Lyons’s attention had already returned to the road.

“You’ve driven in this mess before,” he growled. “You know these roads suck.”

“Besides, you’re not Ironman’s type,” Blancanales said. “You can count to ten without using your fingers.”

Lyons grunted in annoyance, weaving between two huge puddles. They were already soaked to the skin, as the humidity in the jungle was a stifling blanket, even without raining. They’d also hit one inescapable puddle that was three feet deep and stretched along ten feet of road. The interior of the vehicle was soaked with brown, brackish water as there was no way that they would drive the SUV with its doors attached. The roof, however, had a canvas canopy that prevented them from being brained by low-hanging branches. The fabric covering, however, breathed enough to keep the three men and their female companion from suffocating in the vehicle.

“How’re we doing on the navigation?” Lyons asked as they neared the coordinates where Arquillo’s informants had sighted UFOs.

Schwarz looked at his heavy-duty PDA. A GPS map on its screen was laid over a real-time photographic image of the countryside, satellite imagery transmitted from Stony Man Farm to give Able Team every bit of information they needed on the go. The PDA itself was made with solid-state electronics and encased in a tough metallic shell. The screen was made from quarter-inch thick Lexan over a liquid crystal display. The keypad was a touch-sensitive pad under a fireproof Nomex screen with numbers and letters installed. The clear Lexan screen didn’t interfere with the “touch screen” controls, which could be operated with any pointed object, from a dagger point to a pencil or stick scrounged from the environment. Schwarz knew that a stylus was easy to lose, having been a tech geek who’d lost several dozen expensive and inexpensive models for far less durable pocket data assistants.

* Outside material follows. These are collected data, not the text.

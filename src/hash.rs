/// Fast 2-value hash with xorshift
#[inline(always)]
pub fn hash2(a: u64, b: u64) -> u64 {
    let mut seed = a.wrapping_mul(2654435761).wrapping_add(b.wrapping_mul(2246822519));
    seed ^= seed << 13;
    seed ^= seed >> 7;
    seed ^= seed << 17;
    seed
}

/// Fast deterministic random using splitmix64 - handles small seeds properly
#[inline(always)]
pub fn rand_simple(seed: u64) -> f64 {
    let mut x = seed.wrapping_mul(0x9e3779b97f4a7c15);
    x ^= x >> 30;
    x = x.wrapping_mul(0xbf58476d1ce4e5b9);
    x ^= x >> 27;
    x = x.wrapping_mul(0x94d049bb133111eb);
    x ^= x >> 31;
    (x >> 11) as f64 / 9007199254740992.0
}

#[cfg(test)]
mod tests {
    use super::*;

    #[test]
    fn test_rand_simple_in_unit_interval() {
        for seed in 0..1000u64 {
            let v = rand_simple(hash2(seed, 42));
            assert!((0.0..1.0).contains(&v));
        }
    }

    #[test]
    fn test_rand_simple_deterministic() {
        assert_eq!(rand_simple(7).to_bits(), rand_simple(7).to_bits());
    }
}
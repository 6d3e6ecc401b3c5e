use crate::braille::{draw_line, fill_rect};
use crate::charts::{ChartLayer, ChartRenderer};
use crate::data::SankeyData;

/// Sankey diagram with a manual band layout: nodes stacked per layer,
/// link thickness proportional to flow value.
pub struct SankeyChart {
    id: String,
    data: SankeyData,
}

struct NodePos {
    x: i32,
    y: i32,
    h: i32,
}

impl SankeyChart {
    pub fn new(id: &str, data: SankeyData) -> Self {
        Self {
            id: id.to_string(),
            data,
        }
    }

    /// Total flow through a node (max of in/out so pass-through nodes
    /// keep a stable height)
    fn throughput(&self, node: usize) -> f64 {
        let inflow: f64 = self
            .data
            .links
            .iter()
            .filter(|l| l.target == node)
            .map(|l| l.value)
            .sum();
        let outflow: f64 = self
            .data
            .links
            .iter()
            .filter(|l| l.source == node)
            .map(|l| l.value)
            .sum();
        inflow.max(outflow)
    }

    fn layout(&self, pw: i32, ph: i32) -> Vec<NodePos> {
        let layers = self
            .data
            .nodes
            .iter()
            .map(|n| n.layer)
            .max()
            .unwrap_or(0) as i32
            + 1;
        let node_w = 4;
        let gap_x = if layers > 1 {
            (pw - node_w) / (layers - 1)
        } else {
            0
        };

        let max_throughput = (0..self.data.nodes.len())
            .map(|i| self.throughput(i))
            .fold(f64::MIN, f64::max)
            .max(1.0);

        let mut positions = Vec::with_capacity(self.data.nodes.len());
        let mut cursor_per_layer = vec![2i32; layers as usize];

        for (i, node) in self.data.nodes.iter().enumerate() {
            let h = ((self.throughput(i) / max_throughput) * (ph / 2) as f64).max(2.0) as i32;
            let layer = node.layer as usize;
            let y = cursor_per_layer[layer];
            cursor_per_layer[layer] = y + h + 4;
            positions.push(NodePos {
                x: node.layer as i32 * gap_x,
                y,
                h,
            });
        }
        positions
    }
}

impl ChartRenderer for SankeyChart {
    fn id(&self) -> &str {
        &self.id
    }

    fn render(&mut self, width: usize, height: usize) -> ChartLayer {
        if self.data.nodes.is_empty() || width < 10 || height < 5 {
            return ChartLayer::placeholder(width, height);
        }

        let mut layer = ChartLayer::blank(width, height);
        let pw = layer.canvas.pixel_width() as i32;
        let ph = layer.canvas.pixel_height() as i32;
        let node_w = 4;

        let positions = self.layout(pw - node_w, ph);
        let max_link = self
            .data
            .links
            .iter()
            .map(|l| l.value)
            .fold(f64::MIN, f64::max)
            .max(1.0);

        // Links first so node bars overdraw their ends
        for link in &self.data.links {
            let (Some(src), Some(dst)) = (positions.get(link.source), positions.get(link.target))
            else {
                log::warn!("sankey link references missing node, skipping");
                continue;
            };
            let thickness = ((link.value / max_link) * 6.0).max(1.0) as i32;
            let x0 = src.x + node_w;
            let y0 = src.y + src.h / 2;
            let x1 = dst.x;
            let y1 = dst.y + dst.h / 2;
            for t in 0..thickness {
                draw_line(&mut layer.canvas, x0, y0 + t, x1, y1 + t);
            }
        }

        for (node, pos) in self.data.nodes.iter().zip(&positions) {
            fill_rect(&mut layer.canvas, pos.x, pos.y, node_w, pos.h);
            let short: String = node.name.chars().take(12).collect();
            let lx = (pos.x / 2) as u16;
            let ly = ((pos.y + pos.h + 2) / 4).min(height as i32 - 1) as u16;
            layer.labels.push((lx, ly, short));
        }

        layer
    }
}
use crate::braille::{draw_line, draw_polyline};
use crate::charts::{ChartLayer, ChartRenderer};
use crate::data::RadarAxis;

const LEVELS: usize = 4;
const MAX_VALUE: f64 = 100.0;

/// Radar chart: ring grid plus one value polygon over the axes.
pub struct RadarChart {
    id: String,
    data: Vec<RadarAxis>,
}

impl RadarChart {
    pub fn new(id: &str, data: Vec<RadarAxis>) -> Self {
        Self {
            id: id.to_string(),
            data,
        }
    }

    fn vertex(cx: f64, cy: f64, r: f64, i: usize, n: usize) -> (i32, i32) {
        let angle = (i as f64 / n as f64) * std::f64::consts::TAU - std::f64::consts::FRAC_PI_2;
        (
            (cx + r * angle.cos()).round() as i32,
            // Braille pixels are taller than wide; flatten vertically
            (cy + r * angle.sin() * 0.85).round() as i32,
        )
    }
}

impl ChartRenderer for RadarChart {
    fn id(&self) -> &str {
        &self.id
    }

    fn render(&mut self, width: usize, height: usize) -> ChartLayer {
        let n = self.data.len();
        if n < 3 || width < 8 || height < 5 {
            return ChartLayer::placeholder(width, height);
        }

        let mut layer = ChartLayer::blank(width, height);
        let pw = layer.canvas.pixel_width() as f64;
        let ph = layer.canvas.pixel_height() as f64;
        let (cx, cy) = (pw / 2.0, ph / 2.0);
        let radius = (pw.min(ph) / 2.0 - 2.0).max(4.0);

        // Ring grid
        for level in 1..=LEVELS {
            let r = radius * level as f64 / LEVELS as f64;
            let mut ring: Vec<(i32, i32)> = (0..=n).map(|i| Self::vertex(cx, cy, r, i % n, n)).collect();
            ring.push(ring[0]);
            draw_polyline(&mut layer.canvas, &ring);
        }

        // Axis spokes and end labels
        for (i, axis) in self.data.iter().enumerate() {
            let (ex, ey) = Self::vertex(cx, cy, radius, i, n);
            draw_line(&mut layer.canvas, cx as i32, cy as i32, ex, ey);

            let short: String = axis.axis.chars().take(8).collect();
            let lx = ((ex / 2).max(0) as u16).min(width.saturating_sub(short.len()) as u16);
            layer.labels.push((lx, ((ey / 4).max(0) as u16).min(height as u16 - 1), short));
        }

        // Value polygon
        let mut poly: Vec<(i32, i32)> = self
            .data
            .iter()
            .enumerate()
            .map(|(i, a)| {
                let r = radius * (a.value / MAX_VALUE).clamp(0.0, 1.0);
                Self::vertex(cx, cy, r, i, n)
            })
            .collect();
        poly.push(poly[0]);
        draw_polyline(&mut layer.canvas, &poly);

        layer
    }
}

#[cfg(test)]
mod tests {
    use super::*;

    fn axes() -> Vec<RadarAxis> {
        ["off-target", "mosaicism", "immunity", "germline", "access"]
            .iter()
            .enumerate()
            .map(|(i, a)| RadarAxis {
                axis: a.to_string(),
                value: 20.0 * (i + 1) as f64,
            })
            .collect()
    }

    #[test]
    fn test_render_with_axes() {
        let mut chart = RadarChart::new("radar", axes());
        let layer = chart.render(30, 14);
        assert!(!layer.canvas.is_blank());
        assert_eq!(layer.labels.len(), 5);
    }

    #[test]
    fn test_too_few_axes_is_placeholder() {
        let mut chart = RadarChart::new("radar", axes().into_iter().take(2).collect());
        assert!(chart.render(30, 14).canvas.is_blank());
    }

    #[test]
    fn test_vertex_top_at_zero() {
        // Axis 0 points straight up
        let (x, y) = RadarChart::vertex(50.0, 50.0, 10.0, 0, 4);
        assert_eq!(x, 50);
        assert!(y < 50);
    }
}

“Another five minutes on…Hit the brakes!” Schwarz snapped. The Mercedes SUV screeched to a halt, its front end plowing into another pond-size puddle that sprawled across the road. Schwarz wiped muddy water off his screen and squinted. He tapped the screen with a pencil, increasing magnification. “We’ve got company.”

Lyons pushed the SUV into a lower gear and powered out of the puddle, crushing through thick foliage at the roadside. He kept going, weaving between tree trunks until the canopy of the forest gave them concealment.

Able Team and Arquillo left the vehicle, grabbing their combat packs and weapons as they did so. All four of them carried SIG 551 assault rifles. Chosen for a durable, mud-and grit-proof AK-47-style action, but with the ability to utilize American 5.56 mm ammunition and M-16 magazines, the SIGs had fourteen-inch barrels, light and compact enough for jungle or close quarters fighting, but still with enough power and reach for long-range engagements. Lyons’s version had a cut-down Remington 870 shotgun “Masterkey” modification attached under his barrel. A small 5-shot 12-gauge allowed the Able Team leader some versatility in breaking the back of an enemy ambush with buckshot, or punching holes through stubborn locks as a breeching weapon. Normally, the Masterkey system was limited to rifles that could mount the M-203 grenade launcher, and the SIG rifles were designed to carry Heckler & Koch grenade launchers, a completely different form of bracket. However, since Blancanales didn’t want to give up the M-203 grenade launcher he favored, and demanded for his SIG 551, Stony Man’s master gunsmith John “Cowboy” Kissinger redesigned the M-203 mounting sleeve for the short-barreled SIG’s forearm. The shotgun and the grenade launcher modifications to the assault carbines gave the team a force multiplier and the ability to destroy enemy vehicles or defensive positions with several ounces of high-explosive power. All four carried heavyweight 77-grain match-grade hollowpoint ammunition to make up for the 5.56 mm round’s loss of velocity out of the 14-inch barrel of the SIGs.